Une extrême droite fasciste, ultracolonialiste et raciste a toujours existé dans l’histoire du mouvement sioniste. Mais elle y a longtemps été très minoritaire, la droite nationaliste oscillant selon les circonstances entre proximité et ostracisme à son égard. Le cas le plus célèbre fut celui de Brit Habirionim (Alliance des zélotes), un groupe qui scissionna en 1928 des jeunesses de la droite sioniste, jugée trop molle. Son leader, Abba Ahiméïr, publiait une chronique hebdomadaire dans le quotidien Doar Hayom intitulée « Journal d’un fasciste ». Son organisation ne vécut que quelques années. D’un racisme anti-arabe exacerbé et dominé par une phobie anticommuniste, Ahiméir en vint à soutenir Adolf Hitler. Il admettait que le chef nazi était un antisémite virulent, mais il était avant tout anticommuniste, et là était l’essentiel…
L’Alliance des zélotes fut un mouvement fugace, comme le fut en Israël le kahanisme dans les années 1970-1980. Celui-ci tenait son nom du rabbin américain Meïr Kahane, qui développa d’abord sa Ligue de défense juive aux États-Unis avant de s’installer en Israël en 1971. Il y professa une idéologie mêlant un mysticisme ethnique juif fondé sur le culte de la Terre d’Israël et un racisme brutal envers « les Arabes », dont il prônait l’expulsion de cette même terre. Après trois échecs, Kahane réussit à se faire élire député en 1984. Mais un consensus général du Parlement, droite et gauche unies, aboutit à l’ostraciser. En 1988, qualifié de « raciste » par la Cour suprême, son parti, le Kach, se vit interdire de participer aux élections.

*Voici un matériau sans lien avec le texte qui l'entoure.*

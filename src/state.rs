//! ═══════════════════════════════════════════════════════════════════════════════
//! STATE — The Five-Invariant State Vector
//! ═══════════════════════════════════════════════════════════════════════════════
//!
//! A state is five bounded scalars:
//!
//! | Axis             | Symbol | Meaning                                  |
//! |------------------|--------|------------------------------------------|
//! | integration      | φ      | structural unification                   |
//! | temporal_depth   | τ      | reach of binding across time             |
//! | binding          | ρ      | recurrent / re-entrant coupling strength |
//! | entropy          | H      | unpredictability of output               |
//! | coherence        | κ      | structure present within the entropy     |
//!
//! Every attribute lives in [0, 1]. Construction rejects anything else; it
//! never clamps. Operators clamp their *outputs* through `clamped`, which is
//! crate-private. Instances are immutable: transforms return new vectors.
//! ═══════════════════════════════════════════════════════════════════════════════

use crate::density;
use crate::error::{ConduitError, ConduitResult};
use serde::{Deserialize, Serialize};
use std::fmt;
use std::str::FromStr;

/// Coherence assumed by callers that only know the four classic invariants
pub const DEFAULT_COHERENCE: f64 = 0.50;

// ═══════════════════════════════════════════════════════════════════════════════
// AXIS
// ═══════════════════════════════════════════════════════════════════════════════

/// One of the five attributes
#[derive(Debug, Clone, Copy, PartialEq, Eq, Hash, Serialize, Deserialize)]
#[serde(rename_all = "snake_case")]
pub enum Axis {
    Integration,
    TemporalDepth,
    Binding,
    Entropy,
    Coherence,
}

impl Axis {
    /// All axes in storage order (φ, τ, ρ, H, κ)
    pub const ALL: [Axis; 5] = [
        Axis::Integration,
        Axis::TemporalDepth,
        Axis::Binding,
        Axis::Entropy,
        Axis::Coherence,
    ];

    pub fn as_str(&self) -> &'static str {
        match self {
            Axis::Integration => "integration",
            Axis::TemporalDepth => "temporal_depth",
            Axis::Binding => "binding",
            Axis::Entropy => "entropy",
            Axis::Coherence => "coherence",
        }
    }

    pub fn symbol(&self) -> &'static str {
        match self {
            Axis::Integration => "φ",
            Axis::TemporalDepth => "τ",
            Axis::Binding => "ρ",
            Axis::Entropy => "H",
            Axis::Coherence => "κ",
        }
    }

    /// Position in `to_array()`
    pub fn index(&self) -> usize {
        match self {
            Axis::Integration => 0,
            Axis::TemporalDepth => 1,
            Axis::Binding => 2,
            Axis::Entropy => 3,
            Axis::Coherence => 4,
        }
    }

    /// True for the three multiplicative structural terms
    pub fn is_structural(&self) -> bool {
        matches!(
            self,
            Axis::Integration | Axis::TemporalDepth | Axis::Binding
        )
    }
}

impl fmt::Display for Axis {
    fn fmt(&self, f: &mut fmt::Formatter<'_>) -> fmt::Result {
        f.write_str(self.as_str())
    }
}

impl FromStr for Axis {
    type Err = ConduitError;

    fn from_str(s: &str) -> Result<Self, Self::Err> {
        match s.to_ascii_lowercase().as_str() {
            "integration" | "phi" => Ok(Axis::Integration),
            "temporal_depth" | "temporal-depth" | "tau" => Ok(Axis::TemporalDepth),
            "binding" | "rho" => Ok(Axis::Binding),
            "entropy" | "h" => Ok(Axis::Entropy),
            "coherence" | "kappa" => Ok(Axis::Coherence),
            _ => Err(ConduitError::not_found(
                "axis",
                s,
                Axis::ALL.iter().map(|a| a.as_str()),
            )),
        }
    }
}

// ═══════════════════════════════════════════════════════════════════════════════
// STATE VECTOR
// ═══════════════════════════════════════════════════════════════════════════════

/// An immutable point in the five-dimensional state space
#[derive(Debug, Clone, PartialEq, Serialize, Deserialize)]
#[serde(try_from = "RawStateVector")]
pub struct StateVector {
    integration: f64,
    temporal_depth: f64,
    binding: f64,
    entropy: f64,
    coherence: f64,
    #[serde(default, skip_serializing_if = "Option::is_none")]
    name: Option<String>,
    /// Informal confidence label, never used in computation
    #[serde(default, skip_serializing_if = "Option::is_none")]
    confidence: Option<String>,
}

/// Unvalidated wire form; every deserialized vector goes through `new`
#[derive(Deserialize)]
struct RawStateVector {
    integration: f64,
    temporal_depth: f64,
    binding: f64,
    entropy: f64,
    coherence: f64,
    #[serde(default)]
    name: Option<String>,
    #[serde(default)]
    confidence: Option<String>,
}

impl TryFrom<RawStateVector> for StateVector {
    type Error = ConduitError;

    fn try_from(raw: RawStateVector) -> Result<Self, Self::Error> {
        let mut state = StateVector::new(
            raw.integration,
            raw.temporal_depth,
            raw.binding,
            raw.entropy,
            raw.coherence,
        )?;
        state.name = raw.name;
        state.confidence = raw.confidence;
        Ok(state)
    }
}

fn check(field: &str, value: f64) -> ConduitResult<f64> {
    if (0.0..=1.0).contains(&value) {
        Ok(value)
    } else {
        Err(ConduitError::domain(field, value))
    }
}

/// Clamp into [0, 1]; NaN collapses to zero
fn unit(value: f64) -> f64 {
    if value.is_nan() {
        0.0
    } else {
        value.clamp(0.0, 1.0)
    }
}

impl StateVector {
    /// Validated construction. Fails on the first attribute outside [0, 1].
    pub fn new(
        integration: f64,
        temporal_depth: f64,
        binding: f64,
        entropy: f64,
        coherence: f64,
    ) -> ConduitResult<Self> {
        Ok(Self {
            integration: check("integration", integration)?,
            temporal_depth: check("temporal_depth", temporal_depth)?,
            binding: check("binding", binding)?,
            entropy: check("entropy", entropy)?,
            coherence: check("coherence", coherence)?,
            name: None,
            confidence: None,
        })
    }

    /// Build from `[φ, τ, ρ, H, κ]`
    pub fn from_array(values: [f64; 5]) -> ConduitResult<Self> {
        Self::new(values[0], values[1], values[2], values[3], values[4])
    }

    /// Operator output path: clamps instead of failing
    pub(crate) fn clamped(
        integration: f64,
        temporal_depth: f64,
        binding: f64,
        entropy: f64,
        coherence: f64,
    ) -> Self {
        Self {
            integration: unit(integration),
            temporal_depth: unit(temporal_depth),
            binding: unit(binding),
            entropy: unit(entropy),
            coherence: unit(coherence),
            name: None,
            confidence: None,
        }
    }

    pub fn with_name(mut self, name: impl Into<String>) -> Self {
        self.name = Some(name.into());
        self
    }

    pub fn with_confidence(mut self, confidence: impl Into<String>) -> Self {
        self.confidence = Some(confidence.into());
        self
    }

    pub(crate) fn with_name_opt(mut self, name: Option<String>) -> Self {
        self.name = name;
        self
    }

    /// Copy with one attribute replaced (validated)
    pub fn with(&self, axis: Axis, value: f64) -> ConduitResult<Self> {
        let mut values = self.to_array();
        values[axis.index()] = check(axis.as_str(), value)?;
        let mut next = Self::from_array(values)?;
        next.name = self.name.clone();
        next.confidence = self.confidence.clone();
        Ok(next)
    }

    pub fn integration(&self) -> f64 {
        self.integration
    }

    pub fn temporal_depth(&self) -> f64 {
        self.temporal_depth
    }

    pub fn binding(&self) -> f64 {
        self.binding
    }

    pub fn entropy(&self) -> f64 {
        self.entropy
    }

    pub fn coherence(&self) -> f64 {
        self.coherence
    }

    pub fn name(&self) -> Option<&str> {
        self.name.as_deref()
    }

    pub fn confidence(&self) -> Option<&str> {
        self.confidence.as_deref()
    }

    pub fn get(&self, axis: Axis) -> f64 {
        match axis {
            Axis::Integration => self.integration,
            Axis::TemporalDepth => self.temporal_depth,
            Axis::Binding => self.binding,
            Axis::Entropy => self.entropy,
            Axis::Coherence => self.coherence,
        }
    }

    /// `[φ, τ, ρ, H, κ]`, the layout used by the neighbour index
    pub fn to_array(&self) -> [f64; 5] {
        [
            self.integration,
            self.temporal_depth,
            self.binding,
            self.entropy,
            self.coherence,
        ]
    }

    /// Perspectival density (derived, never stored)
    pub fn density(&self) -> f64 {
        density::density(self)
    }

    pub fn decompose(&self) -> density::DensityDecomposition {
        density::decompose(self)
    }

    /// Euclidean distance in attribute space
    pub fn distance(&self, other: &StateVector) -> f64 {
        euclidean(&self.to_array(), &other.to_array())
    }
}

impl fmt::Display for StateVector {
    fn fmt(&self, f: &mut fmt::Formatter<'_>) -> fmt::Result {
        match &self.name {
            Some(name) => write!(f, "StateVector('{}': ", name)?,
            None => write!(f, "StateVector(unnamed: ")?,
        }
        write!(
            f,
            "φ={:.2}, τ={:.2}, ρ={:.2}, H={:.2}, κ={:.2}, D={:.4})",
            self.integration,
            self.temporal_depth,
            self.binding,
            self.entropy,
            self.coherence,
            self.density()
        )
    }
}

pub(crate) fn euclidean(a: &[f64; 5], b: &[f64; 5]) -> f64 {
    a.iter()
        .zip(b.iter())
        .map(|(x, y)| (x - y).powi(2))
        .sum::<f64>()
        .sqrt()
}

// ═══════════════════════════════════════════════════════════════════════════════
// ENCODING & INTERPOLATION
// ═══════════════════════════════════════════════════════════════════════════════

/// Encode raw inputs into a validated state
pub fn encode(
    integration: f64,
    temporal_depth: f64,
    binding: f64,
    entropy: f64,
    coherence: f64,
    name: Option<&str>,
) -> ConduitResult<StateVector> {
    let state = StateVector::new(integration, temporal_depth, binding, entropy, coherence)?;
    Ok(state.with_name_opt(name.map(str::to_string)))
}

/// Linear interpolation between two states (t = 0 → a, t = 1 → b)
pub fn interpolate(a: &StateVector, b: &StateVector, t: f64) -> ConduitResult<StateVector> {
    if !(0.0..=1.0).contains(&t) {
        return Err(ConduitError::InvalidArgument(format!(
            "t must be in [0, 1], got {}",
            t
        )));
    }

    let (from, to) = (a.to_array(), b.to_array());
    let mut mixed = [0.0; 5];
    for i in 0..5 {
        mixed[i] = from[i] + t * (to[i] - from[i]);
    }

    // Convex combination of in-range values stays in range; clamp only
    // absorbs last-bit rounding.
    let [i, tau, rho, h, k] = mixed;
    Ok(StateVector::clamped(i, tau, rho, h, k).with_name(format!("Interpolated({:.2})", t)))
}

/// `steps + 1` states from `a` to `b`, endpoints included
pub fn path_between(
    a: &StateVector,
    b: &StateVector,
    steps: usize,
) -> ConduitResult<Vec<StateVector>> {
    if steps == 0 {
        return Err(ConduitError::InvalidArgument(
            "path needs at least one step".to_string(),
        ));
    }
    (0..=steps)
        .map(|i| interpolate(a, b, i as f64 / steps as f64))
        .collect()
}

// ═══════════════════════════════════════════════════════════════════════════════
// TESTS
// ═══════════════════════════════════════════════════════════════════════════════

#[cfg(test)]
mod tests {
    use super::*;

    fn wake() -> StateVector {
        StateVector::new(0.80, 0.50, 0.55, 0.50, 0.50)
            .unwrap()
            .with_name("Wakefulness")
    }

    #[test]
    fn test_rejects_out_of_range() {
        let err = StateVector::new(0.5, 0.5, 1.2, 0.5, 0.5).unwrap_err();
        match err {
            ConduitError::Domain { field, value } => {
                assert_eq!(field, "binding");
                assert_eq!(value, 1.2);
            }
            other => panic!("unexpected error: {other}"),
        }
        assert!(StateVector::new(-0.01, 0.5, 0.5, 0.5, 0.5).is_err());
        assert!(StateVector::new(0.5, 0.5, 0.5, f64::NAN, 0.5).is_err());
    }

    #[test]
    fn test_accepts_closed_bounds() {
        assert!(StateVector::new(0.0, 0.0, 0.0, 0.0, 0.0).is_ok());
        assert!(StateVector::new(1.0, 1.0, 1.0, 1.0, 1.0).is_ok());
    }

    #[test]
    fn test_clamped_absorbs_everything() {
        let s = StateVector::clamped(1.5, -0.2, f64::NAN, 0.3, 2.0);
        assert_eq!(s.to_array(), [1.0, 0.0, 0.0, 0.3, 1.0]);
    }

    #[test]
    fn test_axis_roundtrip_names() {
        for axis in Axis::ALL {
            assert_eq!(axis.as_str().parse::<Axis>().unwrap(), axis);
        }
        assert_eq!("kappa".parse::<Axis>().unwrap(), Axis::Coherence);
        assert_eq!("H".parse::<Axis>().unwrap(), Axis::Entropy);
        assert!("valence".parse::<Axis>().is_err());
    }

    #[test]
    fn test_with_replaces_single_axis() {
        let s = wake();
        let t = s.with(Axis::Entropy, 0.9).unwrap();
        assert_eq!(t.entropy(), 0.9);
        assert_eq!(t.integration(), s.integration());
        assert_eq!(t.name(), Some("Wakefulness"));
        assert!(s.with(Axis::Coherence, 1.1).is_err());
    }

    #[test]
    fn test_display_includes_density() {
        let text = wake().to_string();
        assert!(text.starts_with("StateVector('Wakefulness': φ=0.80"));
        assert!(text.contains("D=0.1194"));
    }

    #[test]
    fn test_deserialize_validates() {
        let ok: StateVector = serde_json::from_str(
            r#"{"integration":0.8,"temporal_depth":0.5,"binding":0.55,"entropy":0.5,"coherence":0.5,"name":"w"}"#,
        )
        .unwrap();
        assert_eq!(ok.name(), Some("w"));

        let bad = serde_json::from_str::<StateVector>(
            r#"{"integration":1.8,"temporal_depth":0.5,"binding":0.55,"entropy":0.5,"coherence":0.5}"#,
        );
        assert!(bad.is_err());
    }

    #[test]
    fn test_interpolate_endpoints() {
        let a = wake();
        let b = StateVector::new(0.20, 0.10, 0.215, 0.35, 0.20).unwrap();

        let start = interpolate(&a, &b, 0.0).unwrap();
        let end = interpolate(&a, &b, 1.0).unwrap();
        for axis in Axis::ALL {
            assert!((start.get(axis) - a.get(axis)).abs() < 1e-12);
            assert!((end.get(axis) - b.get(axis)).abs() < 1e-12);
        }
        assert!(interpolate(&a, &b, 1.5).is_err());
    }

    #[test]
    fn test_path_between_length_and_monotone_density() {
        let a = wake();
        let b = StateVector::new(0.20, 0.10, 0.215, 0.35, 0.20).unwrap();
        let path = path_between(&a, &b, 5).unwrap();

        assert_eq!(path.len(), 6);
        assert!(path.first().unwrap().density() > path.last().unwrap().density());
        assert!(path_between(&a, &b, 0).is_err());
    }

    #[test]
    fn test_distance_zero_to_self() {
        let a = wake();
        assert_eq!(a.distance(&a), 0.0);
        let b = a.with(Axis::Binding, 0.95).unwrap();
        assert!((a.distance(&b) - 0.40).abs() < 1e-12);
    }
}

Depuis, quarante ans ont passé. Kahane a été assassiné en 1990 à New York (par un Américain d’origine égyptienne) et le kahanisme s’est ensuite délité. Mais un autre phénomène l’a remplacé, que l’accession d’Itamar Ben Gvir au poste de ministre de la sécurité nationale incarne de manière spectaculaire. Si le kahanisme n’existe plus tel quel, son influence idéologique n’a cessé de croître dans la société, jusqu’à faire de ses héritiers le troisième parti du Parlement en nombre d’élus (14 sur 120), et de la culture kahaniste une force idéologique de premier plan.
RECONSTRUIRE LE TEMPLE
Itamar Ben Gvir a 14 ans lorsque Kahane est assassiné. Enfant d’un couple juif d’origine irakienne, sa famille n’est pas religieuse, mais lui porte la kippa dès l’adolescence. Il s’engage très tôt dans l’extrême droite la plus vindicative : les kahanistes. Vivant dans le culte du héros disparu, ils prônent l’expulsion des Palestiniens, la « souveraineté juive » exclusive sur la terre d’Israël et la reconstruction du Temple (détruit en 70 après Jésus-Christ par les Romains), étapes obligées pour la venue du Messie. À 18 ans, Ben Gvir est le coordinateur des jeunesses kahanistes. L’armée l’exempte du service militaire. Motifs invoqués : le jeune homme promeut des idées subversives et dégage une violence peu commune. Ces caractéristiques le suivront toute sa vie.
Cette violence est surtout dirigée contre « les Arabes », qui n’ont rien à faire selon lui sur la terre juive. Mais il ne dédaigne jamais de s’en prendre aussi aux juifs israéliens qui ne partagent pas son colonialisme effréné. Le nom de son non-parti, Puissance juive, créé en 2015, résume tout. Ben Gvir incarne ce que B’Tselem, l’organisation israélienne de défense des droits humains dans les territoires palestiniens appelle le « suprémacisme juif ». Les inculpations pour propos et actes racistes accompagnent tout son parcours politique et dans une interview de 2015, il disait en avoir compté 53. Devenu avocat tardivement, la liste de ses clients, a écrit le quotidien Haaretz, « se lit comme un who’s who des suspects juifs d’actes de terrorisme et des cas de crimes haineux en Israël »1.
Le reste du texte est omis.